◆ **Task directions**:
Look through the records and report how many lines include the word "contains", with no other words.

Excerpts from a dataset
■ ■ ■
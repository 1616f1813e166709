//! Schema-name validation and quoting for the legacy queries.
//!
//! Schema names come from the environment and are spliced into query text,
//! so they are validated and quoted before use. Every other part of each
//! legacy query is a fixed string.

use crate::error::{MigrateError, Result};

/// PostgreSQL truncates identifiers at 63 bytes.
const MAX_IDENTIFIER_LENGTH: usize = 63;

/// Validate an identifier for security issues.
pub fn validate_identifier(name: &str) -> Result<()> {
    if name.is_empty() {
        return Err(MigrateError::Config("Identifier cannot be empty".to_string()));
    }

    if name.contains('\0') {
        return Err(MigrateError::Config(format!(
            "Identifier contains null byte: {:?}",
            name
        )));
    }

    if name.len() > MAX_IDENTIFIER_LENGTH {
        return Err(MigrateError::Config(format!(
            "Identifier exceeds maximum length of {} bytes (got {} bytes): {:?}",
            MAX_IDENTIFIER_LENGTH,
            name.len(),
            name
        )));
    }

    Ok(())
}

/// Quote a PostgreSQL identifier, doubling embedded double quotes.
pub fn quote_pg(name: &str) -> Result<String> {
    validate_identifier(name)?;
    Ok(format!("\"{}\"", name.replace('"', "\"\"")))
}

/// Qualified `"schema".table` name for a fixed legacy table.
pub fn qualified(schema: &str, table: &str) -> Result<String> {
    Ok(format!("{}.{}", quote_pg(schema)?, table))
}

#[cfg(test)]
mod tests {
    use super::*;

    #[test]
    fn test_quote_pg() {
        assert_eq!(quote_pg("london").unwrap(), "\"london\"");
        assert_eq!(quote_pg("lon\"don").unwrap(), "\"lon\"\"don\"");
    }

    #[test]
    fn test_rejects_empty_and_null_byte() {
        assert!(quote_pg("").is_err());
        assert!(quote_pg("a\0b").is_err());
    }

    #[test]
    fn test_rejects_long_identifier() {
        let long = "x".repeat(64);
        assert!(validate_identifier(&long).is_err());
        assert!(validate_identifier(&"x".repeat(63)).is_ok());
    }

    #[test]
    fn test_qualified() {
        assert_eq!(
            qualified("london", "workery_customers").unwrap(),
            "\"london\".workery_customers"
        );
    }
}
//! Pass 1: restore public ids and modifiers of principals, keyed by email.

use tracing::{info, warn};

use crate::error::Result;
use crate::model::{Associate, Audit, Customer, Entity, Staff, Tenant, User};
use crate::resolver::Resolver;
use crate::source::{LegacyAssociate, LegacyCustomer, LegacyPerson, LegacyStaff};
use crate::store::{DocumentStore, Repository};

use super::in_transaction;

/// What pass 1 needs from a legacy principal row.
#[derive(Debug, Clone, PartialEq)]
pub struct LegacyIdentity {
    pub legacy_id: i64,
    pub email: String,
    pub last_modified_by_id: Option<i64>,
}

impl LegacyIdentity {
    fn new(legacy_id: i64, person: &LegacyPerson) -> Self {
        Self {
            legacy_id,
            email: person.email.as_deref().unwrap_or_default().trim().to_string(),
            last_modified_by_id: person.audit.last_modified_by_id,
        }
    }
}

impl From<&LegacyCustomer> for LegacyIdentity {
    fn from(row: &LegacyCustomer) -> Self {
        Self::new(row.id, &row.person)
    }
}

impl From<&LegacyAssociate> for LegacyIdentity {
    fn from(row: &LegacyAssociate) -> Self {
        Self::new(row.id, &row.person)
    }
}

impl From<&LegacyStaff> for LegacyIdentity {
    fn from(row: &LegacyStaff) -> Self {
        Self::new(row.id, &row.person)
    }
}

/// Mutable identity fields shared by customers, associates and staff.
pub trait Principal: Entity {
    fn set_public_id(&mut self, public_id: i64);

    fn audit_mut(&mut self) -> &mut Audit;
}

macro_rules! principal {
    ($($ty:ty),*) => {$(
        impl Principal for $ty {
            fn set_public_id(&mut self, public_id: i64) {
                self.public_id = public_id;
            }

            fn audit_mut(&mut self) -> &mut Audit {
                &mut self.audit
            }
        }
    )*};
}

principal!(Customer, Associate, Staff);

/// Find each principal by email, force its public id to the legacy id and
/// refresh its modifier. Principals or modifiers that cannot be found are
/// skipped.
pub async fn fix_principals<P: Principal>(
    store: &dyn DocumentStore,
    tenant: &Tenant,
    identities: &[LegacyIdentity],
) -> Result<usize> {
    info!("Beginning fixing {} records", P::KIND);
    let resolver = Resolver::for_tenant(store, tenant.id);
    let repo = Repository::<P>::new(store);
    let mut fixed = 0;
    for identity in identities {
        if identity.email.is_empty() {
            warn!(
                "Skipping {} with legacy ID# {}: no email",
                P::KIND,
                identity.legacy_id
            );
            continue;
        }
        let Some(mut principal) = resolver.by_email::<P>(&identity.email).await? else {
            warn!(
                "Skipping {} with legacy ID# {}: not found by email",
                P::KIND,
                identity.legacy_id
            );
            continue;
        };

        in_transaction(store, async {
            principal.set_public_id(identity.legacy_id);
            match resolver.legacy::<User>(identity.last_modified_by_id).await? {
                Some(user) => {
                    let audit = principal.audit_mut();
                    audit.modified_by_user_id = user.id;
                    audit.modified_by_user_name = user.name;
                }
                None => warn!(
                    "No modifier found for {} ID# {}",
                    P::KIND,
                    principal.id()
                ),
            }
            repo.replace(&principal).await
        })
        .await?;

        fixed += 1;
        info!("Fixed {} ID# {}", P::KIND, principal.id());
    }
    info!("Finished fixing {} records", P::KIND);
    Ok(fixed)
}

#[cfg(test)]
mod tests {
    use super::*;

    #[test]
    fn test_identity_trims_email() {
        let row = LegacyCustomer {
            id: 33,
            person: LegacyPerson {
                email: Some(" bo@example.com ".into()),
                audit: crate::source::LegacyAudit {
                    last_modified_by_id: Some(7),
                    ..Default::default()
                },
                ..Default::default()
            },
            ..Default::default()
        };
        let identity = LegacyIdentity::from(&row);
        assert_eq!(identity.email, "bo@example.com");
        assert_eq!(identity.legacy_id, 33);
        assert_eq!(identity.last_modified_by_id, Some(7));
    }
}
//! Operator utility: set a migrated user's password.

use argon2::password_hash::rand_core::OsRng;
use argon2::password_hash::SaltString;
use argon2::{Argon2, PasswordHasher};
use tracing::info;

use crate::error::{MigrateError, Result};
use crate::model::User;
use crate::resolver::Resolver;
use crate::store::{DocumentStore, Repository};

/// Hash a password with Argon2id (m=19456, t=2, p=1) into a PHC string.
pub fn hash_password(password: &str) -> Result<String> {
    let params = argon2::Params::new(19456, 2, 1, None)
        .map_err(|e| MigrateError::Password(format!("argon2 params error: {}", e)))?;
    let argon2 = Argon2::new(argon2::Algorithm::Argon2id, argon2::Version::V0x13, params);
    let salt = SaltString::generate(&mut OsRng);
    let hash = argon2
        .hash_password(password.as_bytes(), &salt)
        .map_err(|e| MigrateError::Password(format!("password hash error: {}", e)))?;
    Ok(hash.to_string())
}

/// Store a fresh hash of `password` on the user with `email`.
pub async fn change_password(store: &dyn DocumentStore, email: &str, password: &str) -> Result<()> {
    if password.is_empty() {
        return Err(MigrateError::Config("password must not be empty".to_string()));
    }
    let mut user = Resolver::new(store)
        .by_email::<User>(email)
        .await?
        .ok_or_else(|| MigrateError::NotFound {
            entity: format!("User <{}>", email),
            legacy_id: 0,
        })?;
    user.password_hash = hash_password(password)?;
    Repository::<User>::new(store).replace(&user).await?;
    info!("Changed password of User ID# {}", user.id);
    Ok(())
}
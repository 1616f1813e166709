//! Reader for `workery_private_file_uploads`, the rows backing attachments.

use tokio_postgres::Row;

use crate::error::Result;

use super::common::{LegacyAudit, AUDIT_AT_COLUMNS};
use super::identifier::qualified;
use super::pool::LegacyPool;
use super::row::{FromLegacyRow, RowReader};

#[derive(Debug, Clone, Default, PartialEq)]
pub struct LegacyPrivateFile {
    pub id: i64,
    /// Storage path as recorded by the legacy upload handler.
    pub data_file: Option<String>,
    pub title: Option<String>,
    pub description: Option<String>,
    pub is_archived: bool,
    pub customer_id: Option<i64>,
    pub associate_id: Option<i64>,
    pub work_order_id: Option<i64>,
    pub staff_id: Option<i64>,
    pub audit: LegacyAudit,
}

impl LegacyPrivateFile {
    /// Last path segment of `data_file`, or `None` when there is nothing to match on.
    ///
    /// `.` and `..` are rejected: the name is joined onto the staging directory.
    pub fn basename(&self) -> Option<&str> {
        let path = self.data_file.as_deref()?;
        let name = path.rsplit('/').next().unwrap_or(path);
        match name {
            "" | "." | ".." => None,
            _ => Some(name),
        }
    }
}

impl FromLegacyRow for LegacyPrivateFile {
    const TABLE: &'static str = "workery_private_file_uploads";

    fn from_row(row: &Row) -> Result<Self> {
        let r = RowReader::new(row, Self::TABLE);
        Ok(Self {
            id: r.id("id")?,
            data_file: r.opt_string("data_file")?,
            title: r.opt_string("title")?,
            description: r.opt_string("description")?,
            is_archived: r.bool_or_false("is_archived")?,
            customer_id: r.opt_i64("customer_id")?,
            associate_id: r.opt_i64("associate_id")?,
            work_order_id: r.opt_i64("work_order_id")?,
            staff_id: r.opt_i64("staff_id")?,
            audit: LegacyAudit::read(&r)?,
        })
    }
}

pub async fn read_private_files(
    pool: &LegacyPool,
    schema: &str,
) -> Result<Vec<LegacyPrivateFile>> {
    let sql = format!(
        "SELECT id, data_file, title, description, is_archived, customer_id, associate_id, \
         work_order_id, staff_id, {} FROM {} ORDER BY id ASC",
        AUDIT_AT_COLUMNS,
        qualified(schema, LegacyPrivateFile::TABLE)?
    );
    pool.fetch_all(&sql).await
}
■ ■ ■
◆ **Written reply**:
2